= Spex (theatre) =

Swedish and Finnish form of comedy theatre

Spex (speksi in Finnish) is a form of amateur comedy theatre act performed by university students in Sweden and parts of Finland. University cities, such as Gothenburg, Lund, Uppsala, and Linköping have long-running traditions of spex. The word is likely derived from abbreviated student slang for spektakel (spectacle; scene; show). This form of comedy theatre may also be known as gyckel (buffoonery), when performed at a gask.

==History==
The first spexes were performed possibly as early as the 16th century in Uppsala. Local students were practising Latin by writing short plays in Latin, called spexes.

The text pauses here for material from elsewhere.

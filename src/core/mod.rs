//! Core protocol modules for the VOX gateway.

pub mod live;

pub use live::*;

These performances were performed by male-only casts, as all the students at that time were male, and the tradition of gender switching for roles continues today. Over the next 300 years the spexes developed into their modern form, which emerged around 1850 at Uppsala University.

The first spexes in Finland were performed at the Helsinki University of Technology at the beginning of the 20th century.

==Characteristics==
Spexes are always amateur productions, written and performed by students, and often have a historical theme.
Other prominent features of spexes are the musical-like mix of song (mostly popular hits with new parodic lyrics) and dialogue (often featuring rhyme), and heavy use of satire and parody.

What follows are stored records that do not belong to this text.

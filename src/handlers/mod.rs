//! HTTP and WebSocket request handlers
//!
//! This module organizes all handlers into logical groups:
//! - `api` - Health check endpoint
//! - `gemini` - Gemini Live session bridge WebSocket

pub mod api;
pub mod gemini;

// Re-export commonly used handlers for convenient access
pub use gemini::gemini_handler;
/// Payment gateway webhook.
///
/// Signature failures are rejected with 400. An unusable payload is
/// acknowledged, since redelivery cannot fix it. An engine failure while
/// applying an actionable notification returns 500 so the gateway
/// redelivers; the ledger absorbs the duplicate on the retry.
async fn webhook_handler<G, S, C>(
    State(state): State<Arc<ApiState<G, S, C>>>,
    headers: HeaderMap,
    body: Bytes,
) -> Result<Json<WebhookAck>, (StatusCode, Json<ErrorResponse>)>
where
    G: PaymentGateway + 'static,
    S: Store + 'static,
    C: CacheLayer + 'static,
{
    let signature = headers
        .get(SIGNATURE_HEADER)
        .and_then(|value| value.to_str().ok())
        .ok_or_else(|| {
            (
                StatusCode::BAD_REQUEST,
                Json(ErrorResponse {
                    error: format!("Missing {} header", SIGNATURE_HEADER),
                }),
            )
        })?;

    verify_signature(
        &body,
        signature,
        &state.webhook_secret,
        DEFAULT_TOLERANCE,
        Utc::now(),
    )
    .map_err(|e| {
        warn!(error = %e, "Webhook signature rejected");
        (
            StatusCode::BAD_REQUEST,
            Json(ErrorResponse {
                error: format!("Webhook error: {}", e),
            }),
        )
    })?;

    let notification = match parse_notification(&body) {
        Ok(notification) => notification,
        Err(e) => {
            warn!(error = %e, "Unusable webhook payload acknowledged");
            return Ok(Json(WebhookAck { received: true }));
        }
    };

    // Actionable kinds always carry metadata after parsing
    let result = match (&notification.kind, &notification.metadata) {
        (NotificationKind::Completed, Some(metadata)) => {
            let email = notification.customer_email.as_deref().unwrap_or_default();
            state
                .engine
                .confirm(&notification.id, metadata, email)
                .await
                .map(|_| ())
        }
        (NotificationKind::Expired | NotificationKind::PaymentFailed, Some(metadata)) => {
            state
                .engine
                .release(&notification.id, metadata)
                .await
                .map(|_| ())
        }
        (NotificationKind::Other(kind), _) => {
            debug!(
                notification_id = %notification.id,
                notification_type = %kind,
                "Ignoring notification type"
            );
            Ok(())
        }
        _ => Ok(()),
    };

    if let Err(e) = result {
        error!(
            notification_id = %notification.id,
            error = %e,
            "Failed to apply notification"
        );
        return Err((
            StatusCode::INTERNAL_SERVER_ERROR,
            Json(ErrorResponse {
                error: "Notification processing failed".to_string(),
            }),
        ));
    }

    Ok(Json(WebhookAck { received: true }))
}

One of the distinguishing features of spex as opposed to other forms of theatre is the central prominence of audience participation. The audience have established lines, shouting "Restart!" (Swedish: Omstart!/Omtag!) or "One more time!" (Swedish: En gång till!) if they consider the current scene to be of particularly high quality. The actor is then expected to improvise the scene or punchline in a new way. There are also several other commands that the audience can give, such as demanding that the actors should perform the current scene backwards, in slow-motion, or in another language.

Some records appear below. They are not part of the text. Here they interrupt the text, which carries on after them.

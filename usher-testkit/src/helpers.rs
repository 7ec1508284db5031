//! Seeding and payload-building helpers for in-memory tests.

use anyhow::Result;
use chrono::Utc;
use rust_decimal::Decimal;
use serde_json::{json, Map, Value};
use uuid::Uuid;

use usher_domain::{BuyerId, Event, EventCategory, Price};
use usher_gateway::{sign_payload, SessionMetadata};
use usher_store::{MemoryStore, Store};

/// Options for seeding an event listing.
pub struct SeedEventOptions {
    /// Event name (defaults to "Rust Meetup")
    pub name: String,
    /// Venue (defaults to "Community Hall")
    pub location: String,
    /// Category (defaults to Educational)
    pub category: EventCategory,
    /// Ticket price (defaults to free)
    pub price: Price,
    /// Capacity (defaults to 10)
    pub total_seats: u32,
    /// Organizer (defaults to a fresh id)
    pub organizer_id: BuyerId,
}

impl Default for SeedEventOptions {
    fn default() -> Self {
        Self {
            name: "Rust Meetup".to_string(),
            location: "Community Hall".to_string(),
            category: EventCategory::Educational,
            price: Price::zero(),
            total_seats: 10,
            organizer_id: Uuid::new_v4(),
        }
    }
}

/// Seed an event into the store.
pub async fn seed_event(store: &MemoryStore, options: SeedEventOptions) -> Result<Event> {
    let event = Event::new(
        options.name,
        options.location,
        options.category,
        options.price,
        options.total_seats,
        options.organizer_id,
    )?;
    store.events().save(&event).await?;
    Ok(event)
}

/// Seed a free event with the given capacity.
pub async fn seed_free_event(store: &MemoryStore, total_seats: u32) -> Result<Event> {
    seed_event(
        store,
        SeedEventOptions {
            total_seats,
            ..Default::default()
        },
    )
    .await
}

/// Seed a priced event with the given capacity.
pub async fn seed_priced_event(
    store: &MemoryStore,
    price: Decimal,
    total_seats: u32,
) -> Result<Event> {
    seed_event(
        store,
        SeedEventOptions {
            price: Price::new(price)?,
            total_seats,
            ..Default::default()
        },
    )
    .await
}

/// Build a gateway notification body for a checkout session.
///
/// Metadata is rendered string-valued, the way the gateway echoes it back.
pub fn notification_payload(
    notification_id: &str,
    kind: &str,
    session_id: &str,
    customer_email: Option<&str>,
    metadata: &SessionMetadata,
) -> Result<Vec<u8>> {
    let mut meta = Map::new();
    for (key, value) in metadata.to_fields() {
        meta.insert(key.to_string(), Value::String(value));
    }

    let body = json!({
        "id": notification_id,
        "type": kind,
        "data": {
            "object": {
                "id": session_id,
                "customer_email": customer_email,
                "metadata": meta,
            }
        }
    });

    Ok(serde_json::to_vec(&body)?)
}

/// Sign `payload` the way the gateway does, returning the header value.
pub fn sign_notification(payload: &[u8], secret: &str) -> Result<String> {
    let timestamp = Utc::now().timestamp();
    let signature = sign_payload(payload, secret, timestamp)?;
    Ok(format!("t={timestamp},v1={signature}"))
}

While spexes are typically in Swedish or Finnish, at least all Physicist Spex (Fyysikkospeksi, Aalto University, Finland) productions to date have been translated into English for a visiting performance in Stockholm, Sweden. The English translation is now also performed in Finland, to provide the unusual event of a spex aimed specifically at an audience of English-speaking students. As Swedish universities become increasingly internationalized in student life, there is a growing trend of spex performances being conducted in English. One notable example is Handelsspexet at the Stockholm School of Economics, which began writing their scripts in English for their 2021 show as early as 2020. However, the 2021 show was canceled due to the COVID-19 pandemic. It was eventually performed in 2022 instead, fully transitioning to English for that year's production. At the KTH Royal Institute of Technology in Stockholm, Sweden, the first Spex in English was performed in 2022 by the English Theater Improv Club.

==Gyckel==
When performed at a Gask, this form of theatre may be known as gyckel or jyckel. A gyckel typically involves a group of students singing a song or performing a play lasting no more than a few minutes. There are several unwritten rules, such as that the gyckel must have been written by the performers and be presented for the first time at the gask. The gyckel should also feature sarcastic and/or satirical humor.

At a gask with guests from different faculties it is usually expected that each faculty performs its own gyckel. Others may also report that they will be performing a gyckel to the toastmaster, who will then announce when the time has come for a certain group to perform their gyckel.